It's not paradoxical at the extremes, but rather in how it goes against the beliefs that many people put into practice. 'I need to go in to the office this weekend because I have a lot to get done.'--'I had to pull an all-nighter to get the project done.'--'I stay late a few nights a week to make sure I get all my work done.'
Incidentally, in all three of those examples I suspect the advantage comes from working when fewer people are available to distract you, but the implication is always that you get more work done by spending more time doing it, which is being refuted as a valid concept for knowledge work.
Let’s note p(h) the productivity a person gets in a day when she works h hours. And let’s assume she works the same amount of hours every day.
p(0) is 0, and p(24) is almost 0 because except the initial productive hours, she won’t be able to produce anything since she can’t sleep, eat, etc and won’t be physically able to work.
Also p(1) is positive.
When plotting the function p, it starts at 0h, increases then decreases until it reaches 0 again at 24h.

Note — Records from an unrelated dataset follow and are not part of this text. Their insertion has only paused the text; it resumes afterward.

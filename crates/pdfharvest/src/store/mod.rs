//! Document store backed by SQLite.
//!
//! Uses rusqlite with a thread-safe `Database` handle. All access is
//! serialized through a `Mutex<Connection>`, which is fine for SQLite
//! (which serializes writes anyway). One `documents` row per filename,
//! a `processing_status` transition stamp per filename, an append-only
//! `errors` log, and download provenance in `downloads`.

use std::path::Path;
use std::sync::{Arc, Mutex};

use rusqlite::Connection;

pub mod document_repo;
pub mod download_repo;
pub mod error;
pub mod error_repo;
pub mod migrations;
pub mod status_repo;

pub use document_repo::{DocumentFilter, DocumentMetadata, DocumentStatus, ProcessedDocument};
pub use error::DatabaseError;

/// Thread-safe database handle wrapping a single rusqlite connection.
/// Cloning is cheap (inner `Arc`).
#[derive(Clone)]
pub struct Database {
    conn: Arc<Mutex<Connection>>,
}

impl Database {
    /// Opens (or creates) the database at the given path and runs all
    /// pending migrations. Failure here is fatal for a run: nothing can
    /// be processed without persistence.
    pub fn open<P: AsRef<Path>>(path: P) -> Result<Self, DatabaseError> {
        let path = path.as_ref();
        if let Some(parent) = path.parent() {
            if !parent.as_os_str().is_empty() {
                std::fs::create_dir_all(parent).map_err(|e| DatabaseError::Io {
                    path: parent.to_path_buf(),
                    source: e,
                })?;
            }
        }

        let conn = Connection::open(path)?;
        conn.execute_batch("PRAGMA journal_mode=WAL; PRAGMA foreign_keys=ON;")?;

        migrations::run_all(&conn)?;

        log::info!("Document store opened at {}", path.display());

        Ok(Self {
            conn: Arc::new(Mutex::new(conn)),
        })
    }

    /// Opens an in-memory database for testing. Runs all migrations.
    pub fn open_in_memory() -> Result<Self, DatabaseError> {
        let conn = Connection::open_in_memory()?;
        conn.execute_batch("PRAGMA foreign_keys=ON;")?;

        migrations::run_all(&conn)?;

        Ok(Self {
            conn: Arc::new(Mutex::new(conn)),
        })
    }

    /// Provides locked access to the underlying connection.
    pub fn with_conn<F, T>(&self, f: F) -> Result<T, DatabaseError>
    where
        F: FnOnce(&Connection) -> Result<T, DatabaseError>,
    {
        let conn = self.conn.lock().map_err(|_| DatabaseError::LockPoisoned)?;
        f(&conn)
    }
}

/// Aggregate counts over the `documents` table.
#[derive(Debug, Clone, Copy, PartialEq, Eq)]
pub struct StoreStats {
    pub total: u64,
    pub processed: u64,
    pub failed: u64,
    pub pending: u64,
}

/// Returns processing statistics for the end-of-run report.
pub fn stats(db: &Database) -> Result<StoreStats, DatabaseError> {
    db.with_conn(|conn| {
        let count = |status: Option<&str>| -> Result<u64, rusqlite::Error> {
            match status {
                Some(s) => conn.query_row(
                    "SELECT COUNT(*) FROM documents WHERE status = ?1",
                    rusqlite::params![s],
                    |r| r.get(0),
                ),
                None => conn.query_row("SELECT COUNT(*) FROM documents", [], |r| r.get(0)),
            }
        };

        Ok(StoreStats {
            total: count(None)?,
            processed: count(Some("processed"))?,
            failed: count(Some("failed"))?,
            pending: count(Some("pending"))?,
        })
    })
}

#[cfg(test)]
mod tests {
    use super::*;

    #[test]
    fn test_open_in_memory() {
        let db = Database::open_in_memory().unwrap();
        db.with_conn(|conn| {
            let count: u32 =
                conn.query_row("SELECT COUNT(*) FROM _migrations", [], |r| r.get(0))?;
            assert!(count > 0);
            Ok(())
        })
        .unwrap();
    }

    #[test]
    fn test_open_file_db() {
        let dir = tempfile::tempdir().unwrap();
        let path = dir.path().join("test.db");
        let db = Database::open(&path).unwrap();
        db.with_conn(|conn| {
            let count: u32 =
                conn.query_row("SELECT COUNT(*) FROM _migrations", [], |r| r.get(0))?;
            assert!(count > 0);
            Ok(())
        })
        .unwrap();
        assert!(path.exists());
    }

    #[test]
    fn test_database_is_clone() {
        let db = Database::open_in_memory().unwrap();
        let db2 = db.clone();
        db.with_conn(|conn| {
            conn.execute(
                "INSERT INTO documents (filename, status, version, created_at, updated_at)
                 VALUES ('pdf01.pdf', 'pending', 0, '2026-01-01T00:00:00Z', '2026-01-01T00:00:00Z')",
                [],
            )?;
            Ok(())
        })
        .unwrap();
        db2.with_conn(|conn| {
            let count: u32 = conn.query_row("SELECT COUNT(*) FROM documents", [], |r| r.get(0))?;
            assert_eq!(count, 1);
            Ok(())
        })
        .unwrap();
    }

    #[test]
    fn test_stats_empty_store() {
        let db = Database::open_in_memory().unwrap();
        let s = stats(&db).unwrap();
        assert_eq!(s.total, 0);
        assert_eq!(s.processed, 0);
        assert_eq!(s.failed, 0);
        assert_eq!(s.pending, 0);
    }
}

This means that there is an optimal value H where p(H) is at its peak.
With the plot of p(h) in mind, let’s note h0 the amount of hours you currently work. Also let’s assume h0 > H, which is the case described in the article.
This means two things. First p(h0) < p(H). Second, there is h1 < H where p(h1) = p(h0) (try drawing an horizontal line that passes through p(h0) and you will see that is traverses the plot in another point).
So yes, if you work more than the optimal amount of hours per day, you can be more productive if you work less hours, unless you reduce the amount of hours to less than h1.
The ideal is to try to track your productivity and find the sweet spot for you.
Also, unless you are superhuman, don’t work 20 hours a day.
Finally, please note that this is a simplified model and things are more complicated in real life (work-life balance, kids, commuting, deadlines, ...)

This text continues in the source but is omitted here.